Information:
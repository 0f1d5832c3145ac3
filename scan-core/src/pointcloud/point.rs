use serde::{Deserialize, Serialize};

use crate::math::{Vector3, Vector4};

// Colors are normalized to [0, 1] using the per-scan limits.
// The W channel of `color` carries intensity, X/Y/Z carry red/green/blue.
#[derive(Debug, Clone, Copy, Default, PartialEq, Serialize, Deserialize)]
pub struct Point {
    pub spherical: Vector3,
    pub position: Vector3,
    pub color: Vector4,
}

impl Point {
    pub fn new(position: Vector3, color: Vector4) -> Self {
        Self {
            spherical: Vector3::ZERO,
            position,
            color,
        }
    }

    pub fn range(&self) -> f64 {
        self.spherical.x
    }

    pub fn azimuth(&self) -> f64 {
        self.spherical.y
    }

    pub fn elevation(&self) -> f64 {
        self.spherical.z
    }

    pub fn intensity(&self) -> f64 {
        self.color.w
    }

    pub fn red(&self) -> f64 {
        self.color.x
    }

    pub fn green(&self) -> f64 {
        self.color.y
    }

    pub fn blue(&self) -> f64 {
        self.color.z
    }
}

Required work:
Write out, word for word, the line containing "self.color.w" and all the lines after it in the entries above, and nothing more.

Written response:
        self.color.w
    }

    pub fn red(&self) -> f64 {
        self.color.x
    }

    pub fn green(&self) -> f64 {
        self.color.y
    }

    pub fn blue(&self) -> f64 {
        self.color.z
    }
}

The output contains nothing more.